Illustration by Othman Selmi

Une transition juste au Maroc

À l’automne 2021, alors que les négociations des Nations Unies sur le climat (COP26) commençaient à Glasgow, un projet de recherche-action collaborative impliquant des partenaires marocain·es ainsi que l’autrice de cet article, a entrepris de répondre aux demandes urgentes de justice environnementale formulées dans ce contexte. L’objectif de cet exercice est de capitaliser l’expérience qui, accumulée sur à peu près une dizaine d’années, a pu se pencher sur les dimensions inhérentes au processus de démocratisation du mouvement pour une transition juste. Ce nouveau projet vise à démocratiser les connaissances sur l’extraction et la gouvernance locale dans le sud-est du Maroc, afin de soutenir diverses formes d’engagement et de mobilisation des populations locales. Au sein d’un réseau d’activistes des droits humains et de la société civile, les partenaires du projet ont d’abord facilité les relations entre différentes communautés vivant dans les environs de la mine d’argent d’Imider, et la société – la Société Métallurgique d’Imiter (SMI) – contre laquelle ils et elles protestaient.4 Le projet initial (2012-2015) comprenait un programme de responsabilité sociétale des entreprises (RSE) dans les mines du sud-est du Maroc appartenant à la société mère.5 Bien que les résultats de cette première tentative se soient avérés au mieux mitigés, les militant·es en ont tiré de précieuses leçons sur la manière de produire l’impact auquel ils et elles aspiraient en tant que courtier·es, médiateur·trices et défenseur·euses de la justice sociale. Ces enseignements ont été réinvestis dans leur nouvelle Association pour la Promotion de la Médiation au Maroc (APMM) créée en 2017, et dans la recherche-action initiée à l’automne 2021.
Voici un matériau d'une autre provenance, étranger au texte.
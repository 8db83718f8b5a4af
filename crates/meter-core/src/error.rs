use std::path::PathBuf;
use thiserror::Error;

/// All errors produced by Meter Monitor.
#[derive(Error, Debug)]
pub enum MeterError {
    /// A file could not be opened or read from disk.
    #[error("Failed to read file {path}: {source}")]
    FileRead {
        path: PathBuf,
        #[source]
        source: std::io::Error,
    },

    /// A malformed record or I/O fault inside the CSV layer.
    #[error("Failed to read CSV: {0}")]
    Csv(#[from] csv::Error),

    /// A date string did not match the expected `DD/MM/YYYY` format.
    #[error("Invalid date format: {0}")]
    DateParse(String),

    /// A meter reading value was not numeric after cleaning.
    #[error("Invalid reading value: {0}")]
    ReadingParse(String),

    /// A JSON document could not be parsed.
    #[error("Failed to parse JSON: {0}")]
    JsonParse(#[from] serde_json::Error),

    /// A configuration value is missing or invalid.
    #[error("Configuration error: {0}")]
    Config(String),

    /// An error originating from the terminal / TUI layer.
    #[error("Terminal error: {0}")]
    Terminal(String),

    /// Pass-through for any raw I/O error that does not carry a path.
    #[error(transparent)]
    Io(#[from] std::io::Error),

    /// Catch-all for errors from third-party crates via `anyhow`.
    #[error(transparent)]
    Other(#[from] anyhow::Error),
}

/// Convenience alias used throughout the meter crates.
pub type Result<T> = std::result::Result<T, MeterError>;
Ce projet de recherche-action soulève deux types de questions essentielles à la mise en œuvre d’une transition juste au Maroc : 1) quelles sont les lois, politiques et réglementations bureaucratiques qui régissent les projets d’extraction à grande échelle et les énergies renouvelables ; et 2) comment les relations de pouvoir autour de l’extraction et des énergies renouvelables au niveau local conditionnent-elles la vie quotidienne des populations locales ? Les interactions quotidiennes qui nourrissent la politique rurale ne se déploient pas seulement au niveau local : elles jouent un rôle à plusieurs niveaux, qui vont de la reconnaissance des formes de mobilisation politique significatives pour les populations rurales, jusqu’à l’identification des nœuds d’engagement ou de résistance qui peuvent souvent influer sur le déroulement de projets particuliers. Un programme de transition juste pour le Maroc – et pour la région dans son ensemble – doit élargir son champ d’intervention au-delà du domaine de l’énergie ou de l’extraction, pour comprendre également comment les populations locales intègrent ces projets à leurs objectifs politiques plus larges. Le sud-est rural du Maroc ne constitue pas seulement une périphérie pour les pays à haut revenu (ou même des centres urbains du Maroc) qui cherchent à faire assumer les coûts environnementaux de leur transition énergétique par les pays du Sud. Il s’agit également d’un laboratoire de pratique politique qui devrait être considéré comme un point de départ pour une transition juste sur les terres arides d’Afrique du Nord, en particulier si l’on considère l’importance des régions rurales du Maroc dans la politique d’opposition du pays, au cours de la dernière décennie.6

Cette étude montre comment une cartographie des lieux et acteur·trices du pouvoir, et un compte-rendu des procédures bureaucratiques peuvent contribuer à démocratiser les connaissances sur l’extraction et la production d’énergie, dans le but de soutenir les mouvements locaux et régionaux pour une transition juste. Ce processus de cartographie se doit d’être un projet collaboratif et critique, qui implique les habitant·es des zones d’extraction, quels que soient leurs parcours, leurs connaissances spécialisées ou leur familiarité avec le langage revendicatif les mouvements sociaux dans le monde entier. Les populations locales offrent un point de vue unique sur les politiques relatives à l’extraction, d’où la nécessité de mener une analyse contextuelle approfondie sur la gouvernance rurale afin de concrétiser une transition juste. Le programme exposé ici est suffisamment général pour être applicable à d’autres contextes ; il est d’ailleurs issu de travaux de l’autrice portant sur la transition juste dans les bassins houillers des Appalaches centrales aux États-Unis. L’étude commence par décrire le contexte actuel propre à l’extraction conventionnelle et au secteur des énergies renouvelables, dans le sud-est du Maroc. Il s’agira par la suite d’exposer une méthodologie permettant d’identifier quatre canaux de continuité entre l’extraction minière et la production d’énergie renouvelable : les acteur·trices et les intérêts financiers similaires impliqué·es dans les deux secteurs ; les cadres juridiques et bureaucratiques qui régissent les deux types de projets ; les systèmes de revenus locaux ; et les revendications politiques en matière de représentation et de redistribution des richesses.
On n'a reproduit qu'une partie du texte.